Metehan Güçlü (born 2 April 1999) is a professional footballer who plays as a forward for Eredivisie club FC Emmen. Born in France, he represents Turkey at international level.

Club career

Paris Saint-Germain 
Güçlü began his footballing career in the youth academy of AS Bondy at the age of 9, before moving to the Paris Saint-Germain Academy in 2012. He signed his first professional contract with Paris Saint-Germain on 21 February 2019.

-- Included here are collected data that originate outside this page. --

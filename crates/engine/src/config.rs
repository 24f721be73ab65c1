//! Engine configuration via `termdex.toml`
//!
//! On first use, a commented default `termdex.toml` is written to the given
//! directory. To change settings, edit the file and rebuild the engine.

use serde::{Deserialize, Serialize};
use std::path::Path;
use std::time::Duration;
use termdex_core::{Error, Result};

/// Config file name placed in the configuration directory.
pub const CONFIG_FILE_NAME: &str = "termdex.toml";

/// Queue used for deferred indexing when none is configured.
pub const DEFAULT_QUEUE: &str = "default";

// ============================================================================
// Retry Configuration
// ============================================================================

/// Delay growth between retries of one atomic unit
#[derive(Debug, Clone, Copy, PartialEq, Eq, Serialize, Deserialize, Default)]
#[serde(rename_all = "lowercase")]
pub enum Backoff {
    /// Always wait `base_delay_ms`
    #[default]
    Fixed,
    /// Double the delay each attempt, capped at `max_delay_ms`
    Exponential,
}

/// Retry behavior for atomic units that hit an optimistic-concurrency
/// conflict
///
/// The default waits one second between attempts and gives up after
/// 10 000 retries, which in practice only trips on a wedged store.
///
/// # Example
/// ```ignore
/// let retry = RetryConfig::new()
///     .with_backoff(Backoff::Exponential)
///     .with_base_delay_ms(5)
///     .with_max_delay_ms(200);
/// ```
#[derive(Debug, Clone, PartialEq, Eq, Serialize, Deserialize)]
pub struct RetryConfig {
    /// Maximum number of retry attempts (0 = no retries)
    #[serde(default = "default_max_retries")]
    pub max_retries: usize,
    /// Delay before the first retry, in milliseconds
    #[serde(default = "default_base_delay_ms")]
    pub base_delay_ms: u64,
    /// Upper bound on any single delay, in milliseconds
    #[serde(default = "default_max_delay_ms")]
    pub max_delay_ms: u64,
    /// How the delay grows between attempts
    #[serde(default)]
    pub backoff: Backoff,
}

fn default_max_retries() -> usize {
    10_000
}

fn default_base_delay_ms() -> u64 {
    1_000
}

fn default_max_delay_ms() -> u64 {
    30_000
}

impl Default for RetryConfig {
    fn default() -> Self {
        Self {
            max_retries: default_max_retries(),
            base_delay_ms: default_base_delay_ms(),
            max_delay_ms: default_max_delay_ms(),
            backoff: Backoff::Fixed,
        }
    }
}

impl RetryConfig {
    /// Create a RetryConfig with default values
    pub fn new() -> Self {
        Self::default()
    }

    /// Create a RetryConfig with no retries
    pub fn no_retry() -> Self {
        Self {
            max_retries: 0,
            ..Default::default()
        }
    }

    /// Set maximum number of retries
    pub fn with_max_retries(mut self, max_retries: usize) -> Self {
        self.max_retries = max_retries;
        self
    }

    /// Set the base delay
    pub fn with_base_delay_ms(mut self, base_delay_ms: u64) -> Self {
        self.base_delay_ms = base_delay_ms;
        self
    }

    /// Set maximum delay between retries
    pub fn with_max_delay_ms(mut self, max_delay_ms: u64) -> Self {
        self.max_delay_ms = max_delay_ms;
        self
    }

    /// Set the backoff strategy
    pub fn with_backoff(mut self, backoff: Backoff) -> Self {
        self.backoff = backoff;
        self
    }

    /// Delay before retry number `attempt` (0-based)
    pub fn calculate_delay(&self, attempt: usize) -> Duration {
        let delay_ms = match self.backoff {
            Backoff::Fixed => self.base_delay_ms,
            Backoff::Exponential => {
                // Cap the shift to prevent overflow (1 << 63 is the max for u64)
                let shift = attempt.min(63);
                self.base_delay_ms.saturating_mul(1u64 << shift)
            }
        };
        Duration::from_millis(delay_ms.min(self.max_delay_ms))
    }
}

// ============================================================================
// Engine Configuration
// ============================================================================

/// Engine configuration loaded from `termdex.toml`.
///
/// # Example
///
/// ```toml
/// queue_name = "indexing"
/// worker_threads = 2
///
/// [retry]
/// backoff = "exponential"
/// base_delay_ms = 10
/// ```
#[derive(Debug, Clone, PartialEq, Eq, Serialize, Deserialize)]
pub struct SearchConfig {
    /// Queue that deferred indexing jobs are scheduled on.
    #[serde(default = "default_queue_name")]
    pub queue_name: String,
    /// Worker threads per background queue.
    #[serde(default = "default_worker_threads")]
    pub worker_threads: usize,
    /// Jobs a background queue accepts before rejecting new ones.
    #[serde(default = "default_max_queue_depth")]
    pub max_queue_depth: usize,
    /// Conflict retry policy for atomic units.
    #[serde(default)]
    pub retry: RetryConfig,
}

fn default_queue_name() -> String {
    DEFAULT_QUEUE.to_string()
}

fn default_worker_threads() -> usize {
    1
}

fn default_max_queue_depth() -> usize {
    4096
}

impl Default for SearchConfig {
    fn default() -> Self {
        Self {
            queue_name: default_queue_name(),
            worker_threads: default_worker_threads(),
            max_queue_depth: default_max_queue_depth(),
            retry: RetryConfig::default(),
        }
    }
}

impl SearchConfig {
    /// Set the deferred indexing queue name
    pub fn with_queue_name(mut self, queue_name: impl Into<String>) -> Self {
        self.queue_name = queue_name.into();
        self
    }

    /// Replace the retry policy
    pub fn with_retry(mut self, retry: RetryConfig) -> Self {
        self.retry = retry;
        self
    }

    /// Check value ranges.
    ///
    /// # Errors
    ///
    /// Returns `Error::Config` for an empty queue name, zero workers, zero
    /// queue depth, or a base delay above the maximum delay.
    pub fn validate(&self) -> Result<()> {
        if self.queue_name.trim().is_empty() {
            return Err(Error::Config("queue_name must not be empty".to_string()));
        }
        if self.worker_threads == 0 {
            return Err(Error::Config("worker_threads must be at least 1".to_string()));
        }
        if self.max_queue_depth == 0 {
            return Err(Error::Config("max_queue_depth must be at least 1".to_string()));
        }
        if self.retry.base_delay_ms > self.retry.max_delay_ms {
            return Err(Error::Config(format!(
                "retry.base_delay_ms ({}) exceeds retry.max_delay_ms ({})",
                self.retry.base_delay_ms, self.retry.max_delay_ms
            )));
        }
        Ok(())
    }

    /// Returns the default config file content with comments.
    pub fn default_toml() -> &'static str {
        r#"# termdex configuration
#
# Queue that deferred (unindex then reindex) jobs are scheduled on.
queue_name = "default"

# Worker threads per background queue (default: 1).
worker_threads = 1

# Jobs a background queue holds before rejecting new ones (default: 4096).
max_queue_depth = 4096

# Retry policy for atomic units that collide with a concurrent writer.
[retry]
# "fixed" waits base_delay_ms every time; "exponential" doubles it per attempt.
backoff = "fixed"
base_delay_ms = 1000
max_delay_ms = 30000
max_retries = 10000
"#
    }

    /// Read and parse config from a file path.
    ///
    /// # Errors
    ///
    /// Returns an error if the file cannot be read, parsed or validated.
    pub fn from_file(path: &Path) -> Result<Self> {
        let content = std::fs::read_to_string(path)?;
        let config: SearchConfig = toml::from_str(&content).map_err(|e| {
            Error::Config(format!(
                "Failed to parse config file '{}': {}",
                path.display(),
                e
            ))
        })?;
        config.validate()?;
        Ok(config)
    }

    /// Write the default config file if it does not already exist.
    pub fn write_default_if_missing(path: &Path) -> Result<()> {
        if !path.exists() {
            std::fs::write(path, Self::default_toml())?;
        }
        Ok(())
    }

    /// Load `termdex.toml` from `dir`, creating the default file first if
    /// it is missing.
    pub fn load_or_default(dir: &Path) -> Result<Self> {
        let path = dir.join(CONFIG_FILE_NAME);
        Self::write_default_if_missing(&path)?;
        Self::from_file(&path)
    }

    /// Serialize this config to TOML and write it to the given path.
    pub fn write_to_file(&self, path: &Path) -> Result<()> {
        let content = toml::to_string_pretty(self)
            .map_err(|e| Error::Config(format!("Failed to serialize config: {}", e)))?;
        std::fs::write(path, content)?;
        Ok(())
    }
}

On 17 April 2019, Güçlü made his professional debut by scoring a goal in PSG's 3–2 away loss to Nantes in Ligue 1. He replaced Layvin Kurzawa in the 74th minute of the game and netted his first goal 15 minutes later.

Rennes 
On 31 August 2019, Güçlü joined Rennes on a free transfer containing a sell-on percentage fee clause.

On 9 July 2020, Ligue 2 side Valenciennes announced the signing of Güçlü from Rennes on a season-long loan deal.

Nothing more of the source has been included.